[Stored data]
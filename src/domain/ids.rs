use chrono::{DateTime, Utc};
use uuid::Uuid;

pub const TRANSACTION_PREFIX: &str = "TXN";
pub const REFUND_PREFIX: &str = "RFD";
pub const WEBHOOK_PREFIX: &str = "WHK";

/// `<prefix>_<epoch-millis>_<8 hex>`.
pub fn generate(prefix: &str, now: DateTime<Utc>) -> String {
    let suffix = Uuid::new_v4().simple().to_string();
    format!("{prefix}_{}_{}", now.timestamp_millis(), &suffix[..8])
}

pub fn transaction_id(now: DateTime<Utc>) -> String {
    generate(TRANSACTION_PREFIX, now)
}

pub fn refund_id(now: DateTime<Utc>) -> String {
    generate(REFUND_PREFIX, now)
}

pub fn webhook_id(now: DateTime<Utc>) -> String {
    generate(WEBHOOK_PREFIX, now)
}
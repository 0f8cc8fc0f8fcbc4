use crate::domain::ports::Clock;
use chrono::{DateTime, TimeDelta, Utc};
use std::sync::{Arc, Mutex, PoisonError};
use std::time::Duration;

#[derive(Debug, Default, Clone, Copy)]
pub struct SystemClock;

impl Clock for SystemClock {
    fn now(&self) -> DateTime<Utc> {
        Utc::now()
    }
}

/// A clock that only moves when told to. Clones share the same time.
#[derive(Debug, Clone)]
pub struct ManualClock {
    now: Arc<Mutex<DateTime<Utc>>>,
}

impl ManualClock {
    pub fn new(start: DateTime<Utc>) -> Self {
        Self {
            now: Arc::new(Mutex::new(start)),
        }
    }

    pub fn set(&self, at: DateTime<Utc>) {
        *self.now.lock().unwrap_or_else(PoisonError::into_inner) = at;
    }

    pub fn advance(&self, by: Duration) {
        let mut now = self.now.lock().unwrap_or_else(PoisonError::into_inner);
        if let Some(next) = TimeDelta::from_std(by)
            .ok()
            .and_then(|delta| now.checked_add_signed(delta))
        {
            *now = next;
        }
    }
}

impl Default for ManualClock {
    fn default() -> Self {
        Self::new(Utc::now())
    }
}

impl Clock for ManualClock {
    fn now(&self) -> DateTime<Utc> {
        *self.now.lock().unwrap_or_else(PoisonError::into_inner)
    }
}
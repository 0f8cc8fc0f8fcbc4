use super::webhook::WebhookDispatcher;
use crate::domain::event::{EventType, PaymentEvent};
use crate::domain::ports::{ClockRef, EventPublisherRef, MerchantDirectoryRef};
use crate::domain::transaction::Transaction;
use crate::domain::webhook::WebhookPayload;
use tracing::{debug, warn};

/// Outbound side effects of a transaction changing state. Neither channel can
/// fail the caller: problems are logged and dropped.
#[derive(Clone)]
pub struct Notifier {
    merchants: MerchantDirectoryRef,
    events: EventPublisherRef,
    webhooks: WebhookDispatcher,
    clock: ClockRef,
}

impl Notifier {
    pub fn new(
        merchants: MerchantDirectoryRef,
        events: EventPublisherRef,
        webhooks: WebhookDispatcher,
        clock: ClockRef,
    ) -> Self {
        Self {
            merchants,
            events,
            webhooks,
            clock,
        }
    }

    pub async fn event(&self, event_type: EventType, tx: &Transaction) {
        let event = PaymentEvent::new(event_type, tx, self.clock.now());
        if let Err(e) = self.events.publish(&event).await {
            warn!(
                transaction_id = %tx.transaction_id,
                event_type = ?event_type,
                error = %e,
                "failed to publish payment event"
            );
        }
    }

    /// Enqueues a webhook carrying the transaction's current status to the
    /// merchant's callback URL, if it has one.
    pub async fn webhook(&self, tx: &Transaction) {
        let callback_url = match self.merchants.get_merchant(&tx.merchant_id).await {
            Ok(Some(merchant)) if !merchant.callback_url.trim().is_empty() => merchant.callback_url,
            Ok(_) => {
                debug!(merchant_id = %tx.merchant_id, "no callback URL, webhook skipped");
                return;
            }
            Err(e) => {
                warn!(
                    merchant_id = %tx.merchant_id,
                    error = %e,
                    "merchant lookup failed, webhook skipped"
                );
                return;
            }
        };
        let payload = WebhookPayload::for_transaction(tx, self.clock.now());
        if let Err(e) = self.webhooks.enqueue(&payload, &callback_url).await {
            warn!(transaction_id = %tx.transaction_id, error = %e, "failed to enqueue webhook");
        }
    }
}
use thiserror::Error;

pub type Result<T> = std::result::Result<T, PaymentError>;

#[derive(Error, Debug)]
pub enum PaymentError {
    #[error("Not found: {0}")]
    NotFound(String),
    #[error("Invalid argument: {0}")]
    InvalidArgument(String),
    #[error("Invalid state: {0}")]
    InvalidState(String),
    #[error("Authentication failed: {0}")]
    Authentication(String),
    /// A versioned update lost a race against another writer.
    #[error("Concurrent modification: {0}")]
    Conflict(String),
    #[error("Storage error: {0}")]
    Storage(String),
    #[error("Serialization error: {0}")]
    Serialization(#[from] serde_json::Error),
    #[error("CSV error: {0}")]
    Csv(#[from] csv::Error),
    #[error("IO error: {0}")]
    Io(#[from] std::io::Error),
    #[error("Internal error: {0}")]
    Internal(Box<dyn std::error::Error + Send + Sync>),
}

const GENERIC_MESSAGE: &str = "An unexpected error occurred";

impl PaymentError {
    /// HTTP status class the routing layer should answer with.
    pub fn status_code(&self) -> u16 {
        match self {
            Self::NotFound(_) => 404,
            Self::InvalidArgument(_) => 400,
            Self::InvalidState(_) => 409,
            Self::Authentication(_) => 401,
            Self::Conflict(_)
            | Self::Storage(_)
            | Self::Serialization(_)
            | Self::Csv(_)
            | Self::Io(_)
            | Self::Internal(_) => 500,
        }
    }

    pub fn is_client_error(&self) -> bool {
        (400..500).contains(&self.status_code())
    }

    /// Message safe to hand back to a caller. Internal faults are flattened
    /// into a generic text so storage or transport details never leak.
    pub fn public_message(&self) -> String {
        if self.is_client_error() {
            self.to_string()
        } else {
            GENERIC_MESSAGE.to_string()
        }
    }

    pub fn internal(message: impl Into<String>) -> Self {
        Self::Internal(message.into().into())
    }
}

TASK TO CARRY OUT:
Scan the data for lines containing "Some" and copy all of them.

THE ANSWER:
        if let Some(next) = TimeDelta::from_std(by)
            Ok(Some(merchant)) if !merchant.callback_url.trim().is_empty() => merchant.callback_url,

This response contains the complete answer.